Question

$$\triangle G^{\circ}$$ for $$\dfrac {1}{2} N_{2} + \dfrac {3}{2} H_{2}\rightleftharpoons NH_{3}$$ is $$-16.5\ kJ\ mol^{-1}$$ at $$25^{\circ}C$$. Find out $$K_{p}$$ for the reaction.

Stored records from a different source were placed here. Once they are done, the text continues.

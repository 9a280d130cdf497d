use std::path::Path;
use std::sync::Mutex;

use chrono::{DateTime, Utc};
use rusqlite::{params, Connection, TransactionBehavior};

use super::{
    AuditError, AuditEvent, AuditEventEnvelope, AuditEventKind, AuditFilter, AuditRecord,
    AuditStore,
};

fn db_err(e: impl std::fmt::Display) -> AuditError {
    AuditError::Database(e.to_string())
}

/// SQLite-backed audit store
pub struct SqliteAuditStore {
    conn: Mutex<Connection>,
}

impl SqliteAuditStore {
    /// Open the audit log, creating the file and table if needed.
    ///
    /// The audit table can live in the same file as the desk tables.
    pub fn new(path: &Path) -> Result<Self, AuditError> {
        let conn = Connection::open(path).map_err(db_err)?;
        Self::initialize_schema(&conn)?;
        Ok(Self {
            conn: Mutex::new(conn),
        })
    }

    pub fn in_memory() -> Result<Self, AuditError> {
        let conn = Connection::open_in_memory().map_err(db_err)?;
        Self::initialize_schema(&conn)?;
        Ok(Self {
            conn: Mutex::new(conn),
        })
    }

    fn initialize_schema(conn: &Connection) -> Result<(), AuditError> {
        conn.busy_timeout(std::time::Duration::from_secs(5))
            .map_err(db_err)?;
        conn.execute_batch(
            r#"
            CREATE TABLE IF NOT EXISTS audit_events (
                id INTEGER PRIMARY KEY AUTOINCREMENT,
                timestamp TEXT NOT NULL,
                event_type TEXT NOT NULL,
                topic_id INTEGER,
                actor_id INTEGER,
                data TEXT NOT NULL
            );

            CREATE INDEX IF NOT EXISTS idx_audit_events_timestamp ON audit_events(timestamp);
            CREATE INDEX IF NOT EXISTS idx_audit_events_topic_id ON audit_events(topic_id, timestamp);
            CREATE INDEX IF NOT EXISTS idx_audit_events_event_type ON audit_events(event_type);
            CREATE INDEX IF NOT EXISTS idx_audit_events_actor_id ON audit_events(actor_id);
            "#,
        )
        .map_err(db_err)
    }

    fn build_where_clause(filter: &AuditFilter) -> (String, Vec<Box<dyn rusqlite::ToSql>>) {
        let mut conditions = Vec::new();
        let mut params: Vec<Box<dyn rusqlite::ToSql>> = Vec::new();

        if let Some(topic_id) = filter.topic_id {
            conditions.push("topic_id = ?".to_string());
            params.push(Box::new(topic_id));
        }

        if !filter.kinds.is_empty() {
            let placeholders = vec!["?"; filter.kinds.len()].join(", ");
            conditions.push(format!("event_type IN ({})", placeholders));
            for kind in &filter.kinds {
                params.push(Box::new(kind.as_str()));
            }
        }

        if let Some(actor_id) = filter.actor_id {
            conditions.push("actor_id = ?".to_string());
            params.push(Box::new(actor_id));
        }

        if let Some(ref from) = filter.from {
            conditions.push("timestamp >= ?".to_string());
            params.push(Box::new(from.to_rfc3339()));
        }

        if let Some(ref to) = filter.to {
            conditions.push("timestamp <= ?".to_string());
            params.push(Box::new(to.to_rfc3339()));
        }

        let where_clause = if conditions.is_empty() {
            String::new()
        } else {
            format!("WHERE {}", conditions.join(" AND "))
        };

        (where_clause, params)
    }
}

impl AuditStore for SqliteAuditStore {
    fn append(&self, batch: &[AuditEventEnvelope]) -> Result<usize, AuditError> {
        let mut conn = self.conn.lock().map_err(db_err)?;
        let tx = conn
            .transaction_with_behavior(TransactionBehavior::Immediate)
            .map_err(db_err)?;

        {
            let mut stmt = tx
                .prepare_cached(
                    "INSERT INTO audit_events (timestamp, event_type, topic_id, actor_id, data) VALUES (?, ?, ?, ?, ?)",
                )
                .map_err(db_err)?;

            for envelope in batch {
                let event = &envelope.event;
                let data_json = serde_json::to_string(event)
                    .map_err(|e| AuditError::Serialization(e.to_string()))?;
                stmt.execute(params![
                    envelope.timestamp.to_rfc3339(),
                    event.kind().as_str(),
                    event.topic_id(),
                    event.actor_id(),
                    data_json,
                ])
                .map_err(db_err)?;
            }
        }

        tx.commit().map_err(db_err)?;
        Ok(batch.len())
    }

    fn query(&self, filter: &AuditFilter) -> Result<Vec<AuditRecord>, AuditError> {
        let conn = self.conn.lock().map_err(db_err)?;

        let (where_clause, params) = Self::build_where_clause(filter);

        let sql = format!(
            "SELECT id, timestamp, event_type, topic_id, actor_id, data FROM audit_events {} ORDER BY timestamp DESC, id DESC LIMIT ? OFFSET ?",
            where_clause
        );

        let mut stmt = conn.prepare(&sql).map_err(db_err)?;

        let mut all_params: Vec<Box<dyn rusqlite::ToSql>> = params;
        all_params.push(Box::new(filter.limit));
        all_params.push(Box::new(filter.offset));

        let param_refs: Vec<&dyn rusqlite::ToSql> = all_params.iter().map(|p| p.as_ref()).collect();

        let rows = stmt
            .query_map(param_refs.as_slice(), |row| {
                let id: i64 = row.get(0)?;
                let timestamp_str: String = row.get(1)?;
                let event_type: String = row.get(2)?;
                let topic_id: Option<i64> = row.get(3)?;
                let actor_id: Option<i64> = row.get(4)?;
                let data_json: String = row.get(5)?;

                Ok((id, timestamp_str, event_type, topic_id, actor_id, data_json))
            })
            .map_err(db_err)?;

        let mut records = Vec::new();
        for row_result in rows {
            let (id, timestamp_str, event_type, topic_id, actor_id, data_json) =
                row_result.map_err(db_err)?;

            let timestamp: DateTime<Utc> = DateTime::parse_from_rfc3339(&timestamp_str)
                .map_err(|e| AuditError::Database(format!("Invalid timestamp: {}", e)))?
                .into();

            let event_type: AuditEventKind = event_type.parse()?;

            let data: AuditEvent = serde_json::from_str(&data_json)
                .map_err(|e| AuditError::Serialization(e.to_string()))?;

            records.push(AuditRecord {
                id,
                timestamp,
                event_type,
                topic_id,
                actor_id,
                data,
            });
        }

        Ok(records)
    }

    fn count(&self, filter: &AuditFilter) -> Result<i64, AuditError> {
        let conn = self.conn.lock().map_err(db_err)?;

        let (where_clause, params) = Self::build_where_clause(filter);
        let sql = format!("SELECT COUNT(*) FROM audit_events {}", where_clause);
        let param_refs: Vec<&dyn rusqlite::ToSql> = params.iter().map(|p| p.as_ref()).collect();

        conn.query_row(&sql, param_refs.as_slice(), |row| row.get(0))
            .map_err(db_err)
    }
}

Also report $$K_{p}$$ and $$\triangle G^{\circ}$$ for:

$$N_{2} + 3H_{2} \rightarrow 2NH_{3}$$ at $$25^{\circ}C$$.

Answer 1

We know,

$$-\triangle G^{\circ} = 2.303\ RT \log K_{p}$$

$$-(-16.5\times 10^{3}) = 2.303\times 8.314\times 298\log K_{p}$$

$$\log K_{p} = \dfrac {16500}{2.303\times 8.314\times 298}$$

$$\therefore K_{p} = 779.41\ atm^{-1}$$

Also,

$$K_{p_{1}}$$ for $$N_{2} + 3H_{2}\rightleftharpoons 2NH_{3}$$

$$K_{p_{1}} = (K_{p})^{2} = (779.41)^{2}$$

$$K_{p_{1}} = 6.07\times 10^{5} atm^{-2}$$

Also,

$$-\triangle G^{\circ}_{1} = 2.303\times 8.314\times 298 \log (6.07\times 10^{5})J$$

$$= 32.998\ kJ$$

$$\therefore \triangle G^{\circ}_{1} = -32.998\ kJ\ mol^{-1}$$.